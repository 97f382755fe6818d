// SPDX-FileCopyrightText: 2026 Intervue Contributors
// SPDX-License-Identifier: MIT OR Apache-2.0

//! ONNX query embedder for the sentence-transformer used at ingestion time.
//!
//! Runs `multi-qa-MiniLM-L6-cos-v1` on CPU and produces 384-dimensional,
//! L2-normalized vectors comparable with the indexed document vectors.

use std::path::Path;
use std::sync::Mutex;

use async_trait::async_trait;
use ndarray::Array2;
use ort::session::Session;
use ort::session::builder::GraphOptimizationLevel;
use ort::value::TensorRef;

use intervue_core::error::IntervueError;
use intervue_core::traits::{EmbeddingAdapter, PluginAdapter};
use intervue_core::types::{AdapterType, EmbeddingInput, EmbeddingOutput, HealthStatus};

/// Output width of the MiniLM-L6 family.
pub const EMBEDDING_DIM: usize = 384;

/// Sentence embedder backed by an ONNX Runtime session.
pub struct OnnxEmbedder {
    /// ONNX Runtime session (not Send, wrapped in Mutex for safety).
    session: Mutex<Session>,
    tokenizer: tokenizers::Tokenizer,
    model_name: String,
}

// Safety: Session is accessed through Mutex which provides synchronization.
// The tokenizer is thread-safe for encoding operations.
unsafe impl Send for OnnxEmbedder {}
unsafe impl Sync for OnnxEmbedder {}

impl OnnxEmbedder {
    /// Loads `model_path` and the `tokenizer.json` stored next to it.
    pub fn new(model_path: &Path, model_name: impl Into<String>) -> Result<Self, IntervueError> {
        let tokenizer_path = model_path
            .parent()
            .ok_or_else(|| {
                IntervueError::Embedding(format!("invalid model path {}", model_path.display()))
            })?
            .join("tokenizer.json");

        let tokenizer = tokenizers::Tokenizer::from_file(&tokenizer_path).map_err(|e| {
            IntervueError::Embedding(format!(
                "failed to load tokenizer from {}: {e}",
                tokenizer_path.display()
            ))
        })?;

        let session = Session::builder()
            .map_err(|e| IntervueError::Embedding(format!("failed to create ONNX session builder: {e}")))?
            .with_optimization_level(GraphOptimizationLevel::Level3)
            .map_err(|e| IntervueError::Embedding(format!("failed to set optimization level: {e}")))?
            .with_intra_threads(1)
            .map_err(|e| IntervueError::Embedding(format!("failed to set thread count: {e}")))?
            .commit_from_file(model_path)
            .map_err(|e| {
                IntervueError::Embedding(format!(
                    "failed to load ONNX model from {}: {e}",
                    model_path.display()
                ))
            })?;

        Ok(Self {
            session: Mutex::new(session),
            tokenizer,
            model_name: model_name.into(),
        })
    }

    /// Embed one query string.
    pub fn embed_text(&self, text: &str) -> Result<Vec<f32>, IntervueError> {
        let encoding = self
            .tokenizer
            .encode(text, true)
            .map_err(|e| IntervueError::Embedding(format!("tokenization failed: {e}")))?;

        let widen = |values: &[u32]| values.iter().map(|&v| i64::from(v)).collect::<Vec<_>>();
        let input_ids = widen(encoding.get_ids());
        let attention_mask = widen(encoding.get_attention_mask());
        let token_type_ids = widen(encoding.get_type_ids());
        let seq_len = input_ids.len();

        let to_matrix = |name: &str, values: Vec<i64>| {
            Array2::from_shape_vec((1, seq_len), values).map_err(|e| {
                IntervueError::Embedding(format!("failed to shape {name} tensor: {e}"))
            })
        };
        let input_ids_array = to_matrix("input_ids", input_ids)?;
        let attention_mask_array = to_matrix("attention_mask", attention_mask.clone())?;
        let token_type_ids_array = to_matrix("token_type_ids", token_type_ids)?;

        let input_ids_tensor = TensorRef::from_array_view(&input_ids_array)
            .map_err(|e| IntervueError::Embedding(format!("input_ids view failed: {e}")))?;
        let attention_mask_tensor = TensorRef::from_array_view(&attention_mask_array)
            .map_err(|e| IntervueError::Embedding(format!("attention_mask view failed: {e}")))?;
        let token_type_ids_tensor = TensorRef::from_array_view(&token_type_ids_array)
            .map_err(|e| IntervueError::Embedding(format!("token_type_ids view failed: {e}")))?;

        let mut session = self
            .session
            .lock()
            .map_err(|e| IntervueError::Embedding(format!("ONNX session lock poisoned: {e}")))?;

        let outputs = session
            .run(ort::inputs![
                "input_ids" => input_ids_tensor,
                "attention_mask" => attention_mask_tensor,
                "token_type_ids" => token_type_ids_tensor
            ])
            .map_err(|e| IntervueError::Embedding(format!("ONNX inference failed: {e}")))?;

        // last_hidden_state: [1, seq_len, hidden]
        let (shape, data) = outputs[0]
            .try_extract_tensor::<f32>()
            .map_err(|e| IntervueError::Embedding(format!("failed to read model output: {e}")))?;

        let hidden_size = shape[shape.len() - 1] as usize;
        let pooled = mean_pool_with_attention(data, &attention_mask, seq_len, hidden_size);
        check_width(l2_normalize(&pooled))
    }
}

/// The index stores [`EMBEDDING_DIM`]-wide vectors; anything else cannot be queried.
fn check_width(vector: Vec<f32>) -> Result<Vec<f32>, IntervueError> {
    if vector.len() != EMBEDDING_DIM {
        return Err(IntervueError::Embedding(format!(
            "model produced {}-dimensional vectors, index expects {EMBEDDING_DIM}",
            vector.len()
        )));
    }
    Ok(vector)
}

/// Average token vectors, ignoring padding positions.
fn mean_pool_with_attention(
    embeddings: &[f32],
    attention_mask: &[i64],
    seq_len: usize,
    hidden_size: usize,
) -> Vec<f32> {
    let mut sum = vec![0.0f32; hidden_size];
    let mut count = 0.0f32;

    for (token, _) in attention_mask
        .iter()
        .enumerate()
        .take(seq_len)
        .filter(|(_, m)| **m > 0)
    {
        let row = &embeddings[token * hidden_size..(token + 1) * hidden_size];
        for (acc, v) in sum.iter_mut().zip(row) {
            *acc += v;
        }
        count += 1.0;
    }

    if count > 0.0 {
        sum.iter_mut().for_each(|v| *v /= count);
    }
    sum
}

fn l2_normalize(vec: &[f32]) -> Vec<f32> {
    let norm: f32 = vec.iter().map(|v| v * v).sum::<f32>().sqrt();
    if norm > f32::EPSILON {
        vec.iter().map(|v| v / norm).collect()
    } else {
        vec.to_vec()
    }
}

#[async_trait]
impl PluginAdapter for OnnxEmbedder {
    fn name(&self) -> &str {
        "onnx-embedder"
    }

    fn version(&self) -> semver::Version {
        semver::Version::new(0, 1, 0)
    }

    fn adapter_type(&self) -> AdapterType {
        AdapterType::Embedding
    }

    async fn health_check(&self) -> Result<HealthStatus, IntervueError> {
        match self.session.lock() {
            Ok(_) => Ok(HealthStatus::Healthy),
            Err(e) => Ok(HealthStatus::Unhealthy(format!("session lock poisoned: {e}"))),
        }
    }
}

#[async_trait]
impl EmbeddingAdapter for OnnxEmbedder {
    fn model_name(&self) -> &str {
        &self.model_name
    }

    async fn embed(&self, input: EmbeddingInput) -> Result<EmbeddingOutput, IntervueError> {
        let embeddings = input
            .texts
            .iter()
            .map(|text| self.embed_text(text))
            .collect::<Result<Vec<_>, _>>()?;

        Ok(EmbeddingOutput {
            embeddings,
            dimensions: EMBEDDING_DIM,
        })
    }
}

#[cfg(test)]
mod tests {
    use super::*;

    #[test]
    fn l2_normalize_general_vector() {
        let n = l2_normalize(&[3.0, 4.0]);
        assert!((n[0] - 0.6).abs() < 0.001);
        assert!((n[1] - 0.8).abs() < 0.001);
    }

    #[test]
    fn l2_normalize_zero_vector() {
        assert_eq!(l2_normalize(&[0.0, 0.0, 0.0]), vec![0.0, 0.0, 0.0]);
    }

    #[test]
    fn mean_pool_skips_padding() {
        let embeddings = vec![
            1.0, 2.0, 3.0, // real
            9.0, 9.0, 9.0, // padding
        ];
        let result = mean_pool_with_attention(&embeddings, &[1, 0], 2, 3);
        assert_eq!(result, vec![1.0, 2.0, 3.0]);
    }

    #[test]
    fn mean_pool_averages_real_tokens() {
        let embeddings = vec![1.0, 2.0, 3.0, 4.0, 5.0, 6.0];
        let result = mean_pool_with_attention(&embeddings, &[1, 1, 1], 3, 2);
        assert!((result[0] - 3.0).abs() < f32::EPSILON);
        assert!((result[1] - 4.0).abs() < f32::EPSILON);
    }

    #[test]
    fn foreign_vector_width_is_rejected() {
        assert_eq!(check_width(vec![0.0; EMBEDDING_DIM]).unwrap().len(), EMBEDDING_DIM);
        let err = check_width(vec![0.0; 768]).unwrap_err();
        assert!(matches!(err, IntervueError::Embedding(ref msg) if msg.contains("768")));
    }

    #[test]
    fn missing_model_files_are_embedding_errors() {
        let dir = tempfile::tempdir().unwrap();
        let result = OnnxEmbedder::new(&dir.path().join("model.onnx"), "multi-qa-MiniLM-L6-cos-v1");
        assert!(matches!(result, Err(IntervueError::Embedding(_))));
    }
}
-------
- [Task directions]
Having output the line that contains "CPU and produces", stop. Every line before it, back to the first line of the data, must be reproduced exactly.

- [Answer box]
repository 97f382755fe6818d
// SPDX-FileCopyrightText: 2026 Intervue Contributors
// SPDX-License-Identifier: MIT OR Apache-2.0

//! ONNX query embedder for the sentence-transformer used at ingestion time.
//!
//! Runs `multi-qa-MiniLM-L6-cos-v1` on CPU and produces 384-dimensional,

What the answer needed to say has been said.